Governo planeja continuar com o regime de teletrabalho após a pandemia, diz superintendente da Sead à RBC

Segundo Luís Queiroz, foram verificados que a qualidade da prestação do serviço não caiu e a produtividade dos servidores permaneceu alta; pesquisa apontou que 80% gostariam de continuar neste regime de trabalho

Faz parte do planejamento do Governo de Goiás para o período pós-pandemia continuar com o regime de teletrabalho para os servidores públicos. A afirmação é do superintendente Central de Gestão e Controle de Pessoal da Secretaria de Estado da Administração (Sead), Luís Queiroz de Lima. Ele participou, nesta quinta-feira, 17, do programa O Mundo em sua Casa das rádios Brasil Central AM e RBC FM.

Na entrevista concedida aos apresentadores do radiojornal Emmerson Kran e Gil Bonfim, Luís Queiroz admitiu que, desde o ano passado, a nova gestão estadual já havia previsto o teletrabalho, mas “era algo para o futuro”. Inclusive, na nova lei do Estatuto do Servidor tem algumas áreas que poderiam aderir a esse regime de trabalho. Entretanto, a pandemia “mudou isso da noite para o dia”, e veio para mostrar aos gestores estaduais que o teletrabalho é perfeitamente viável na administração pública.

Produtividade

“Temos observado que a qualidade da prestação de serviço não diminuiu, pelo contrário, a produtividade do servidor continua em alta. E em alguns casos, até aumentou”, afirmou. Informou que a Sead, juntamente com as Secretarias de Desenvolvimento e Inovação (Sedi) e de Meio Ambiente e Desenvolvimento Sustentável (Semads), está desenvolvendo um sistema informatizado de produtividade (dos servidores).

O superintendente ponderou, porém, que cada área específica da administração pública estadual será avaliada, principalmente as atividades fins, onde talvez será mais difícil adotar o regime de teletrabalho.

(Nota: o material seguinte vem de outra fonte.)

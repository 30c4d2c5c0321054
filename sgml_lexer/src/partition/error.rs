//! Error types for partition construction

use crate::charset::{Char, CharsetError};

pub type PartitionResult<T> = Result<T, PartitionError>;

#[derive(Debug, Clone, PartialEq, Eq, thiserror::Error)]
pub enum PartitionError {
    #[error("Too many interest subsets: {count} given, at most {max} supported")]
    TooManySubsets { count: usize, max: usize },

    #[error("Too many significant characters: {count} given, at most {max} supported")]
    TooManySignificantChars { count: u64, max: u64 },

    #[error("Interest subset {index} contains character {char:#x} outside the domain (max {max:#x})")]
    SubsetOutOfDomain { index: usize, char: Char, max: Char },

    #[error(transparent)]
    Charset(#[from] CharsetError),
}

impl PartitionError {
    /// Create a too many subsets error
    pub fn too_many_subsets(count: usize) -> Self {
        Self::TooManySubsets {
            count,
            max: crate::config::compile_time::partition::MAX_INTEREST_SUBSETS,
        }
    }

    /// Create a too many significant characters error
    pub fn too_many_significant_chars(count: u64) -> Self {
        Self::TooManySignificantChars {
            count,
            max: crate::config::compile_time::partition::MAX_SIGNIFICANT_CHARS,
        }
    }

    /// Create a subset out of domain error
    pub fn subset_out_of_domain(index: usize, char: Char, max: Char) -> Self {
        Self::SubsetOutOfDomain { index, char, max }
    }

    /// Get error code for global logging system
    pub fn error_code(&self) -> crate::logging::codes::Code {
        use crate::logging::codes;
        match self {
            Self::TooManySubsets { .. } => codes::partition::TOO_MANY_SUBSETS,
            Self::TooManySignificantChars { .. } => codes::partition::TOO_MANY_SIGNIFICANT_CHARS,
            Self::SubsetOutOfDomain { .. } => codes::partition::SUBSET_OUT_OF_DOMAIN,
            Self::Charset(inner) => inner.error_code(),
        }
    }
}
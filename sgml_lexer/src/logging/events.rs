//! Event system for table construction logging

use super::codes::Code;
use std::collections::BTreeMap;
use std::time::SystemTime;

/// Log severity levels
#[derive(Debug, Clone, Copy, PartialEq, Eq, PartialOrd, Ord)]
pub enum LogLevel {
    Error = 0,
    Warning = 1,
    Info = 2,
    Debug = 3,
}

impl LogLevel {
    pub fn as_str(&self) -> &'static str {
        match self {
            LogLevel::Error => "ERROR",
            LogLevel::Warning => "WARN",
            LogLevel::Info => "INFO",
            LogLevel::Debug => "DEBUG",
        }
    }
}

/// Core log event structure
#[derive(Debug, Clone)]
pub struct LogEvent {
    pub timestamp: SystemTime,
    pub level: LogLevel,
    pub code: Code,
    pub message: String,
    pub context: BTreeMap<String, String>,
}

impl LogEvent {
    fn with_level(level: LogLevel, code: Code, message: &str) -> Self {
        let limit = crate::config::compile_time::logging::MAX_LOG_MESSAGE_LENGTH;
        let message = if message.len() > limit {
            let mut end = limit;
            while !message.is_char_boundary(end) {
                end -= 1;
            }
            format!("{}... (truncated)", &message[..end])
        } else {
            message.to_string()
        };

        Self {
            timestamp: SystemTime::now(),
            level,
            code,
            message,
            context: BTreeMap::new(),
        }
    }

    /// Create a new error event
    pub fn error(error_code: Code, message: &str) -> Self {
        Self::with_level(LogLevel::Error, error_code, message)
    }

    /// Create a new warning event without a specific code
    pub fn warning(message: &str) -> Self {
        Self::with_level(LogLevel::Warning, Code::new("W000"), message)
    }

    /// Create warning with specific code
    pub fn warning_with_code(warning_code: Code, message: &str) -> Self {
        Self::with_level(LogLevel::Warning, warning_code, message)
    }

    /// Create a new info event
    pub fn info(message: &str) -> Self {
        Self::with_level(LogLevel::Info, Code::new("I000"), message)
    }

    /// Create a success event (info with success code)
    pub fn success(success_code: Code, message: &str) -> Self {
        Self::with_level(LogLevel::Info, success_code, message)
    }

    /// Create a debug event
    pub fn debug(message: &str) -> Self {
        Self::with_level(LogLevel::Debug, Code::new("D000"), message)
    }

    /// Add context data
    pub fn with_context(mut self, key: &str, value: &str) -> Self {
        self.context.insert(key.to_string(), value.to_string());
        self
    }

    pub fn is_error(&self) -> bool {
        self.level == LogLevel::Error
    }

    pub fn is_warning(&self) -> bool {
        self.level == LogLevel::Warning
    }

    pub fn is_info(&self) -> bool {
        self.level == LogLevel::Info
    }

    pub fn is_debug(&self) -> bool {
        self.level == LogLevel::Debug
    }

    /// Get severity from code
    pub fn severity(&self) -> &'static str {
        super::codes::get_severity(self.code.as_str()).as_str()
    }

    /// Get category from code
    pub fn category(&self) -> &'static str {
        super::codes::get_category(self.code.as_str())
    }

    /// Format for display
    pub fn format(&self) -> String {
        let mut line = format!(
            "[{}] {} - {}",
            self.level.as_str(),
            self.code.as_str(),
            self.message
        );

        for (key, value) in &self.context {
            line.push_str(&format!(" {}={}", key, value));
        }

        line
    }

    /// Format as JSON for structured logging
    pub fn format_json(&self) -> Result<String, serde_json::Error> {
        let timestamp = self
            .timestamp
            .duration_since(std::time::UNIX_EPOCH)
            .unwrap_or_default()
            .as_secs();

        let mut json = serde_json::json!({
            "timestamp": timestamp,
            "level": self.level.as_str(),
            "code": self.code.as_str(),
            "message": self.message,
            "category": self.category(),
            "severity": self.severity(),
        });

        if self.is_error() {
            json["error_metadata"] = serde_json::json!({
                "recoverable": super::codes::is_recoverable(self.code.as_str()),
                "description": super::codes::get_description(self.code.as_str()),
                "recommended_action": super::codes::get_action(self.code.as_str()),
            });
        }

        if !self.context.is_empty() {
            json["context"] = serde_json::Value::Object(
                self.context
                    .iter()
                    .map(|(k, v)| (k.clone(), serde_json::Value::String(v.clone())))
                    .collect(),
            );
        }

        serde_json::to_string(&json)
    }
}

#[cfg(test)]
mod tests {
    use super::*;
    use crate::logging::codes;

    #[test]
    fn test_error_event_creation() {
        let event = LogEvent::error(codes::trie::CODE_OUT_OF_RANGE, "code 9 >= 4");

        assert!(event.is_error());
        assert_eq!(event.code.as_str(), "E030");
        assert_eq!(event.category(), "Trie");
    }

    #[test]
    fn test_event_with_context() {
        let event = LogEvent::success(codes::success::PARTITION_COMPLETE, "Partition built")
            .with_context("classes", "12")
            .with_context("max_code", "12");

        assert!(event.is_info());
        assert_eq!(event.context.get("classes"), Some(&"12".to_string()));
        assert!(event.format().contains("max_code=12"));
    }

    #[test]
    fn test_json_formatting() {
        let event = LogEvent::warning_with_code(codes::trie::TOKEN_AMBIGUITY, "Ambiguous")
            .with_context("tokens", "3,4");

        let json = event.format_json().unwrap();
        assert!(json.contains("\"level\":\"WARN\""));
        assert!(json.contains("\"code\":\"W030\""));
        assert!(json.contains("\"tokens\":\"3,4\""));
    }

    #[test]
    fn test_long_messages_are_truncated() {
        let limit = crate::config::compile_time::logging::MAX_LOG_MESSAGE_LENGTH;
        let event = LogEvent::info(&"x".repeat(limit + 10));
        assert!(event.message.ends_with("(truncated)"));
    }
}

Já a parte administrativa, de gestão, isso é mais fácil, disse.

“Estamos mapeando todos os serviços do Estado, todas as secretarias, para que a gente possa estudar isso com mais detalhe, para podermos saber efetivamente quais áreas poderemos colocar o teletrabalho ou não”, esclareceu. Adiantou que este trabalho está sendo conduzido pela Secretaria de Administração.

Aprovação

Luís Queiroz contou que a Sead realizou, em meados de maio e em junho últimos, pesquisa com os servidores estaduais para saber a opinião deles a espeito do teletrabalho. E o retorno “foi muito bom”: praticamente 80% deles gostariam de continuar no teletrabalho depois da pandemia. “A adesão foi bacana. O feedback tem sido muito positivo. Isso até nos motivou a continuar com esse estudo para permanecer com o teletrabalho no pós-pandemia”.

Segundo ele, no que se refere à população, o atendimento nos Vapt Vupt aumentou, mesmo com o agendamento, o distanciamento social e a capacidade reduzida. “A gente observou que não houve prejuízo para o atendimento ao cidadão lá na ponta”, afirmou. Isso em todos os órgãos do Estado. Não houve reclamação a respeito disso, garantiu.

O superintendente da Sead comentou também a redução registrada nas despesas de custeio da administração pública estadual, de abril a agosto últimos. Esse fato propiciou economia de R$ 83 milhões, na comparação com o mesmo período de 2019. 

Houve diminuição nas despesas, principalmente com água e esgoto, energia, serviço de telefonia, material de expediente e viagens (diárias, passagens e hospedagens). O valor economizado pelos cofres públicos estaduais corresponde a 41% de redução sobre o total das despesas de custeio de igual período de 2019.